HAILEY Idaho (Reuters) - A hometown celebration of Bowe Bergdahl’s release from five years of Taliban captivity in Afghanistan will go on this month as planned, despite a growing backlash over allegations the U.S. Army sergeant was a deserter, friends and supporters say.
Days after the small mountain community of Hailey, Idaho, erupted in elation over news that he had been freed in a prisoner exchange with the Taliban, the festive mood in town has been tempered by claims from former members of his combat unit that Bergdahl had deliberately abandoned his post.
Some of his one-time comrades assert that the massive search for Bergdahl after he went missing in Afghanistan on June 30, 2009, may have cost the lives of up to six fellow soldiers.
The U.S. military has said the circumstances under which Bergdahl disappeared have yet to be fully investigated, although Pentagon officials have indicated Bergdahl is unlikely to face charges regardless of what the Army learns of his capture because he has suffered enough.
Still, for all the outpouring of hometown joy and national media attention lionizing Bergdahl immediately following his release on Saturday, supporters in Hailey insist they never regarded him as a hero.
“People in Hailey have been aware for some time that there were questions about how Bowe came to be captured, and that there was a chance that Bowe could be in trouble when he came home,” said Stefanie O‘Neill, a co-organizer of the welcome-home rally planned for June 28.
“The celebration is going ahead. It is not being abridged in any way in light of the controversy that has arisen,” she told Reuters. “Our purpose was to bring Bowe back and to celebrate his return and that has not changed ... We wanted one of our own home.”
O‘Neill and others said they were surprised by the intensity of the backlash stirred by allegations of desertion. They said the 28-year-old soldier, remembered in town as a somewhat bookish, but athletic loner, should be given the benefit of the doubt until he has a chance to speak for himself.
“Bowe has been lynched without a trial,” said Lee Ann Goddard Ferris, a neighbor of the soldier’s family who has known Bergdahl’s father, Bob, for 35 years and describes herself as a conservative Republican. “These are good people. These are good and loyal Americans.”
The Army sergeant was flown over the weekend to a military hospital in Germany for a full physical and mental evaluation, and it was not clear whether he would return to Idaho by the end of the month.
“Right now, all I know is that Bowe is in Germany trying to recover,” said state Senator Michelle Stennett, a Democrat whose district includes his hometown.
She said she has received some emails from constituents expressing concern about her plans to speak at the rally later this month.

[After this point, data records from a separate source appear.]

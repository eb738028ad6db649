//! Provider client trait and the REST implementation.

use std::time::Duration;

use async_trait::async_trait;
use chrono::{DateTime, Utc};
use serde::{Deserialize, Serialize};
use tracing::debug;

use crate::types::{epoch_seconds, Datapoint, Dimension, MetricsPage, StatisticsQuery};

const TARGET_PREFIX: &str = "GraniteServiceVersion20100801";
const DEFAULT_TIMEOUT: Duration = Duration::from_secs(30);

/// Errors from provider calls. Never retried here; the scrape orchestrator
/// decides what a failed call means for the pass.
#[derive(Debug, thiserror::Error)]
pub enum CloudError {
    #[error("provider request failed: {0}")]
    Transport(#[from] reqwest::Error),

    #[error("provider returned status {status}: {message}")]
    Api { status: u16, message: String },
}

/// The two provider calls the scrape engine consumes.
#[async_trait]
pub trait CloudWatchClient: Send + Sync {
    /// One page of the metric catalog for `namespace`/`metric_name`,
    /// restricted to series carrying the named dimensions.
    async fn list_metrics(
        &self,
        namespace: &str,
        metric_name: &str,
        dimension_filters: &[String],
        next_token: Option<String>,
    ) -> Result<MetricsPage, CloudError>;

    /// Datapoints for one concrete dimension combination over the query
    /// window.
    async fn get_metric_statistics(
        &self,
        query: &StatisticsQuery,
    ) -> Result<Vec<Datapoint>, CloudError>;
}

/// REST client for CloudWatch-compatible JSON-protocol endpoints.
///
/// Requests are unsigned; deployments that talk to the real provider put a
/// signing proxy in front of it or point `endpoint` at a compatible gateway.
pub struct RestClient {
    http: reqwest::Client,
    endpoint: String,
}

impl RestClient {
    /// Client for the given provider region.
    pub fn new(region: &str) -> Result<Self, CloudError> {
        Self::with_endpoint(monitoring_endpoint(region))
    }

    /// Client for an explicit endpoint, e.g. a local gateway.
    pub fn with_endpoint(endpoint: String) -> Result<Self, CloudError> {
        let http = reqwest::Client::builder()
            .timeout(DEFAULT_TIMEOUT)
            .build()?;
        Ok(Self { http, endpoint })
    }

    async fn call<B: Serialize, R: for<'de> Deserialize<'de>>(
        &self,
        action: &str,
        body: &B,
    ) -> Result<R, CloudError> {
        let response = self
            .http
            .post(&self.endpoint)
            .header("content-type", "application/x-amz-json-1.0")
            .header("x-amz-target", format!("{TARGET_PREFIX}.{action}"))
            .json(body)
            .send()
            .await?;

        let status = response.status();
        if !status.is_success() {
            let message = response.text().await.unwrap_or_default();
            return Err(CloudError::Api {
                status: status.as_u16(),
                message,
            });
        }
        Ok(response.json().await?)
    }
}

/// Monitoring endpoint for a provider region.
pub(crate) fn monitoring_endpoint(region: &str) -> String {
    format!("https://monitoring.{region}.amazonaws.com")
}

#[derive(Serialize)]
struct DimensionFilter<'a> {
    #[serde(rename = "Name")]
    name: &'a str,
}

#[derive(Serialize)]
struct ListMetricsRequest<'a> {
    #[serde(rename = "Namespace")]
    namespace: &'a str,
    #[serde(rename = "MetricName")]
    metric_name: &'a str,
    #[serde(rename = "Dimensions", skip_serializing_if = "Vec::is_empty")]
    dimensions: Vec<DimensionFilter<'a>>,
    #[serde(rename = "NextToken", skip_serializing_if = "Option::is_none")]
    next_token: Option<&'a str>,
}

#[derive(Serialize)]
struct GetMetricStatisticsRequest<'a> {
    #[serde(rename = "Namespace")]
    namespace: &'a str,
    #[serde(rename = "MetricName")]
    metric_name: &'a str,
    #[serde(rename = "Dimensions")]
    dimensions: &'a [Dimension],
    #[serde(rename = "StartTime", with = "epoch_seconds")]
    start_time: DateTime<Utc>,
    #[serde(rename = "EndTime", with = "epoch_seconds")]
    end_time: DateTime<Utc>,
    #[serde(rename = "Period")]
    period: u64,
    #[serde(rename = "Statistics", skip_serializing_if = "<[_]>::is_empty")]
    statistics: &'a [String],
    #[serde(rename = "ExtendedStatistics", skip_serializing_if = "<[_]>::is_empty")]
    extended_statistics: &'a [String],
}

#[derive(Deserialize)]
struct GetMetricStatisticsResponse {
    #[serde(rename = "Datapoints", default)]
    datapoints: Vec<Datapoint>,
}

#[async_trait]
impl CloudWatchClient for RestClient {
    async fn list_metrics(
        &self,
        namespace: &str,
        metric_name: &str,
        dimension_filters: &[String],
        next_token: Option<String>,
    ) -> Result<MetricsPage, CloudError> {
        debug!(namespace, metric_name, "listing metric catalog page");
        let request = ListMetricsRequest {
            namespace,
            metric_name,
            dimensions: dimension_filters
                .iter()
                .map(|name| DimensionFilter { name })
                .collect(),
            next_token: next_token.as_deref(),
        };
        self.call("ListMetrics", &request).await
    }

    async fn get_metric_statistics(
        &self,
        query: &StatisticsQuery,
    ) -> Result<Vec<Datapoint>, CloudError> {
        debug!(
            namespace = %query.namespace,
            metric_name = %query.metric_name,
            dimensions = query.dimensions.len(),
            "fetching statistics"
        );
        let request = GetMetricStatisticsRequest {
            namespace: &query.namespace,
            metric_name: &query.metric_name,
            dimensions: &query.dimensions,
            start_time: query.start_time,
            end_time: query.end_time,
            period: query.period_seconds,
            statistics: &query.statistics,
            extended_statistics: &query.extended_statistics,
        };
        let response: GetMetricStatisticsResponse =
            self.call("GetMetricStatistics", &request).await?;
        Ok(response.datapoints)
    }
}

#[cfg(test)]
mod tests {
    use super::*;
    use chrono::TimeZone;

    #[test]
    fn region_endpoint() {
        assert_eq!(
            monitoring_endpoint("eu-west-1"),
            "https://monitoring.eu-west-1.amazonaws.com"
        );
    }

    #[test]
    fn list_metrics_request_shape() {
        let request = ListMetricsRequest {
            namespace: "AWS/ELB",
            metric_name: "RequestCount",
            dimensions: vec![DimensionFilter {
                name: "LoadBalancerName",
            }],
            next_token: None,
        };
        let json = serde_json::to_value(&request).unwrap();
        assert_eq!(
            json,
            serde_json::json!({
                "Namespace": "AWS/ELB",
                "MetricName": "RequestCount",
                "Dimensions": [{"Name": "LoadBalancerName"}],
            })
        );
    }

    #[test]
    fn statistics_request_omits_empty_lists() {
        let request = GetMetricStatisticsRequest {
            namespace: "AWS/ELB",
            metric_name: "Latency",
            dimensions: &[],
            start_time: Utc.timestamp_opt(1_700_000_000, 0).unwrap(),
            end_time: Utc.timestamp_opt(1_700_000_060, 0).unwrap(),
            period: 60,
            statistics: &[],
            extended_statistics: &["p99".to_string()],
        };
        let json = serde_json::to_value(&request).unwrap();
        assert!(json.get("Statistics").is_none());
        assert_eq!(json["ExtendedStatistics"], serde_json::json!(["p99"]));
        assert_eq!(json["StartTime"], serde_json::json!(1_700_000_000.0));
    }

    #[test]
    fn metrics_page_decodes() {
        let page: MetricsPage = serde_json::from_str(
            r#"{
                "Metrics": [
                    {"Namespace": "AWS/ELB", "MetricName": "RequestCount",
                     "Dimensions": [{"Name": "LoadBalancerName", "Value": "my-lb"}]}
                ],
                "NextToken": "abc"
            }"#,
        )
        .unwrap();
        assert_eq!(page.metrics.len(), 1);
        assert_eq!(page.metrics[0].dimensions[0].value, "my-lb");
        assert_eq!(page.next_token.as_deref(), Some("abc"));
    }
}
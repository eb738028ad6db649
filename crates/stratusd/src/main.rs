//! stratusd — the exporter daemon.
//!
//! Assembles the scrape engine and exposes it over HTTP:
//! - `GET /metrics` (optional `?namespace=` filter) — run one scrape pass
//! - `GET|POST /-/reload` — re-read the rule set, swap on success
//! - `GET /healthz` — liveness
//! - `GET /` — landing page
//!
//! SIGHUP triggers the same reload as the HTTP endpoint.
//!
//! # Usage
//!
//! ```text
//! stratusd --port 9106 --config-file /etc/stratus/stratus.yml
//! ```

mod server;
mod source;

use std::net::SocketAddr;
use std::sync::Arc;

use clap::Parser;
use tracing::{error, info};

use stratus_cloud::RestClient;
use stratus_collector::Collector;
use stratus_enrich::EsTagIndex;

use server::AppState;
use source::ConfigSource;

#[derive(Parser)]
#[command(name = "stratusd", about = "CloudWatch exporter with metadata-index tag enrichment")]
struct Cli {
    /// Port to listen on.
    #[arg(long, default_value = "9106")]
    port: u16,

    /// Rule set location: a local path or an HTTP(S) URL.
    #[arg(long, env = "CONFIG_FILE")]
    config_file: String,

    /// Provider endpoint override (defaults to the region's monitoring endpoint).
    #[arg(long)]
    provider_endpoint: Option<String>,
}

#[tokio::main]
async fn main() -> anyhow::Result<()> {
    tracing_subscriber::fmt()
        .with_env_filter(
            tracing_subscriber::EnvFilter::try_from_default_env()
                .unwrap_or_else(|_| "info,stratusd=debug".parse().unwrap()),
        )
        .init();

    let cli = Cli::parse();

    let source = ConfigSource::parse(&cli.config_file);
    let config = source.load().await?;
    info!(
        region = %config.region,
        rules = config.rules.len(),
        mappings = config.mappings.len(),
        "rule set loaded"
    );
    if let Some(role_arn) = &config.role_arn {
        info!(%role_arn, "delegated identity configured, credential exchange is handled by the signing layer");
    }

    let client = match cli.provider_endpoint {
        Some(endpoint) => RestClient::with_endpoint(endpoint)?,
        None => RestClient::new(&config.region)?,
    };
    let index = EsTagIndex::new()?;
    let collector = Arc::new(Collector::new(config, Arc::new(client), Arc::new(index)));

    let state = AppState {
        collector,
        source,
    };

    #[cfg(unix)]
    spawn_reload_on_hangup(state.clone());

    let router = server::build_router(state);
    let addr = SocketAddr::from(([0, 0, 0, 0], cli.port));
    info!(%addr, "exporter listening");

    let listener = tokio::net::TcpListener::bind(addr).await?;
    axum::serve(listener, router)
        .with_graceful_shutdown(async {
            tokio::signal::ctrl_c()
                .await
                .expect("failed to install CTRL+C handler");
            info!("shutdown signal received");
        })
        .await?;

    info!("exporter stopped");
    Ok(())
}

/// Reload the rule set on SIGHUP, keeping the active one on failure.
#[cfg(unix)]
fn spawn_reload_on_hangup(state: AppState) {
    use tokio::signal::unix::{signal, SignalKind};

    tokio::spawn(async move {
        let mut hangup = match signal(SignalKind::hangup()) {
            Ok(stream) => stream,
            Err(err) => {
                error!(error = %err, "failed to install SIGHUP handler");
                return;
            }
        };
        while hangup.recv().await.is_some() {
            info!("SIGHUP received, reloading configuration");
            match server::reload_config(&state).await {
                Ok(()) => info!("configuration reloaded"),
                Err(err) => {
                    error!(error = %err, "configuration reload failed, previous rule set stays active");
                }
            }
        }
    });
}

“I’m not sure what the event will look like by the end of June,” Stennett said. “Until he has his say, we don’t have all sides. I‘m open to hearing the whole dialogue.”
Signs of celebration remained very much in evidence in downtown Hailey, a town of about 8,000 residents just south of the upscale Sun Valley ski resort in central Idaho, a left-leaning political pocket in an otherwise overwhelmingly conservative state.
Although motorists have ceased their jubilant honking of car horns since Saturday, symbolic yellow ribbons still were tied to lamp posts and trees, and banners hung in shop windows bearing a photo of Bergdahl’s face and the slogan “Bowe is free at last.”
The atmosphere also was upbeat at Zaney’s River Street Coffee House, which has long served as a hub for supporters, friends and family of Bergdahl.
Questions raised about Bergdahl’s capture, meanwhile, have stoked a related controversy over the Obama administration’s decision to exchange him for five Taliban prisoners who had been held at the U.S. naval facility at Guantanamo Bay in Cuba. (Full Story)
Critics of the swap have accused the administration of failing to give Congress sufficient advance notice of the exchange and suggested too high a price was paid in freeing senior Taliban commanders accused in deadly attacks on U.S. forces.
Some conservative commentators have questioned the motives of Bergdahl’s father, who immersed himself in books about Afghanistan after his son became a hostage.
Goddard Ferris, the family’s long-time neighbor, jumped to his defense.
“We know this family,” she said. “Bob, maybe he’s a little quirky with his beard and all that stuff about speaking Pashto, but I know his heart. And his heart is true.”
O‘Neill, who is a Republican, said the national furor over Bergdahl’s release was heavily politicized.
“If this were not a midterm election year, this would not be playing out the way it is,” she said.